Work to be completed ->
Set down the lines of the data exactly, starting at the first and stopping after the line containing "use anyhow::Context;".

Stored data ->
%%

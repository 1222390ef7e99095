pub mod models;
pub mod services;

pub use models::AuditEvent;
pub use services::{EventSink, TracingEventSink};
pub mod error_handler;
pub mod request_id;

pub use error_handler::{json_error_handler, log_error, query_error_handler, ErrorHandler};
pub use request_id::{RequestId, RequestIdValue};
use std::sync::Arc;
use std::time::Duration;

use actix_web::{web, App, HttpServer};
use anyhow::Context;
use tracing_actix_web::TracingLogger;

use commission_tracker::config::Config;
use commission_tracker::core::{Clock, SystemClock};
use commission_tracker::middleware::{json_error_handler, query_error_handler, ErrorHandler, RequestId};
use commission_tracker::modules::agencies::{AgencyRepository, MySqlAgencyRepository};
use commission_tracker::modules::events::{EventSink, TracingEventSink};
use commission_tracker::modules::installments::{
    InstallmentLedger, InstallmentRepository, MySqlInstallmentRepository,
};
use commission_tracker::modules::jobs::services::OverdueJobSettings;
use commission_tracker::modules::jobs::{
    JobRunRepository, JobRunService, MySqlJobRunRepository, OverdueScheduler, OverdueStatusJob,
};
use commission_tracker::modules::plans::{MySqlPlanRepository, PlanRepository, PlanService};
use commission_tracker::modules::{health, installments, jobs, plans};
use commission_tracker::telemetry;

#[actix_web::main]
async fn main() -> anyhow::Result<()> {
    let config = Config::from_env().context("Failed to load configuration")?;
    config.validate().context("Configuration validation failed")?;

    telemetry::init_tracing(&config.app);

    tracing::info!("Starting commission tracker");
    tracing::info!("Environment: {}", config.app.env);
    tracing::info!("Server binding to: {}", config.server.bind_address());

    let db_pool = config
        .database
        .create_pool()
        .await
        .context("Failed to create database pool")?;

    tracing::info!(
        "Database pool initialized ({} connections)",
        config.database.pool_size
    );

    if config.database.run_migrations {
        config
            .database
            .migrate(&db_pool)
            .await
            .context("Failed to apply migrations")?;
        tracing::info!("Database migrations applied");
    }

    let clock: Arc<dyn Clock> = Arc::new(SystemClock);
    let events: Arc<dyn EventSink> = Arc::new(TracingEventSink);
    let agency_repo: Arc<dyn AgencyRepository> =
        Arc::new(MySqlAgencyRepository::new(db_pool.clone()));
    let plan_repo: Arc<dyn PlanRepository> = Arc::new(MySqlPlanRepository::new(db_pool.clone()));
    let installment_repo: Arc<dyn InstallmentRepository> =
        Arc::new(MySqlInstallmentRepository::new(db_pool.clone()));
    let job_run_repo: Arc<dyn JobRunRepository> =
        Arc::new(MySqlJobRunRepository::new(db_pool.clone()));

    let plan_service = Arc::new(PlanService::new(
        agency_repo.clone(),
        plan_repo,
        installment_repo.clone(),
        InstallmentLedger::new(config.payments.ledger_policy()),
        events.clone(),
        clock.clone(),
    ));
    let overdue_job = Arc::new(OverdueStatusJob::new(
        agency_repo,
        installment_repo,
        job_run_repo.clone(),
        events,
        clock.clone(),
        OverdueJobSettings::from(&config.overdue_job),
    ));
    let job_run_service = Arc::new(JobRunService::new(job_run_repo, clock));

    if config.overdue_job.enabled {
        let scheduler = Arc::new(OverdueScheduler::new(
            overdue_job.clone(),
            Duration::from_secs(config.overdue_job.interval_secs),
        ));
        tokio::spawn(scheduler.start());
    } else {
        tracing::warn!("Overdue status scheduler disabled");
    }

    let bind_address = config.server.bind_address();
    let server = HttpServer::new(move || {
        App::new()
            .wrap(ErrorHandler)
            .wrap(RequestId)
            .wrap(TracingLogger::default())
            .app_data(web::JsonConfig::default().error_handler(json_error_handler))
            .app_data(web::QueryConfig::default().error_handler(query_error_handler))
            .app_data(web::Data::new(db_pool.clone()))
            .app_data(web::Data::new(plan_service.clone()))
            .app_data(web::Data::new(overdue_job.clone()))
            .app_data(web::Data::new(job_run_service.clone()))
            .configure(health::controllers::configure)
            .service(
                web::scope("/api")
                    .configure(plans::controllers::configure)
                    .configure(installments::controllers::configure)
                    .configure(jobs::controllers::configure),
            )
    })
    .workers(config.server.workers)
    .bind(&bind_address)?
    .run();

    tracing::info!("Server started at http://{}", bind_address);

    server.await?;
    Ok(())
}
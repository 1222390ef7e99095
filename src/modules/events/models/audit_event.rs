use chrono::NaiveDate;
use rust_decimal::Decimal;
use serde::{Deserialize, Serialize};

use crate::modules::installments::models::InstallmentStatus;

/// Audit-worthy domain events. Persisting them is the consumer's job.
#[derive(Debug, Clone, PartialEq, Serialize, Deserialize)]
#[serde(tag = "event", rename_all = "snake_case")]
pub enum AuditEvent {
    PaymentRecorded {
        agency_id: String,
        installment_id: String,
        old_status: InstallmentStatus,
        new_status: InstallmentStatus,
        old_amount: Option<Decimal>,
        new_amount: Option<Decimal>,
    },
    InstallmentOverdue {
        agency_id: String,
        installment_id: String,
        due_date: NaiveDate,
    },
    PlanCompleted {
        agency_id: String,
        plan_id: String,
    },
}

impl AuditEvent {
    pub fn name(&self) -> &'static str {
        match self {
            AuditEvent::PaymentRecorded { .. } => "payment_recorded",
            AuditEvent::InstallmentOverdue { .. } => "installment_overdue",
            AuditEvent::PlanCompleted { .. } => "plan_completed",
        }
    }

    pub fn agency_id(&self) -> &str {
        match self {
            AuditEvent::PaymentRecorded { agency_id, .. }
            | AuditEvent::InstallmentOverdue { agency_id, .. }
            | AuditEvent::PlanCompleted { agency_id, .. } => agency_id,
        }
    }
}
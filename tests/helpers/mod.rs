// Shared test infrastructure: an in-memory implementation of every
// repository trait plus builders for agencies, plans and wired services.
//
// Usage from a test crate:
//   #[path = "../helpers/mod.rs"]
//   mod helpers;
//   use helpers::*;

#![allow(dead_code)]


pub use fixtures::*;
pub use memory_store::*;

%%

Answer box ->
repository 1222390ef7e99095
pub mod models;
pub mod services;

pub use models::AuditEvent;
pub use services::{EventSink, TracingEventSink};
pub mod error_handler;
pub mod request_id;

pub use error_handler::{json_error_handler, log_error, query_error_handler, ErrorHandler};
pub use request_id::{RequestId, RequestIdValue};
use std::sync::Arc;
use std::time::Duration;

use actix_web::{web, App, HttpServer};
use anyhow::Context;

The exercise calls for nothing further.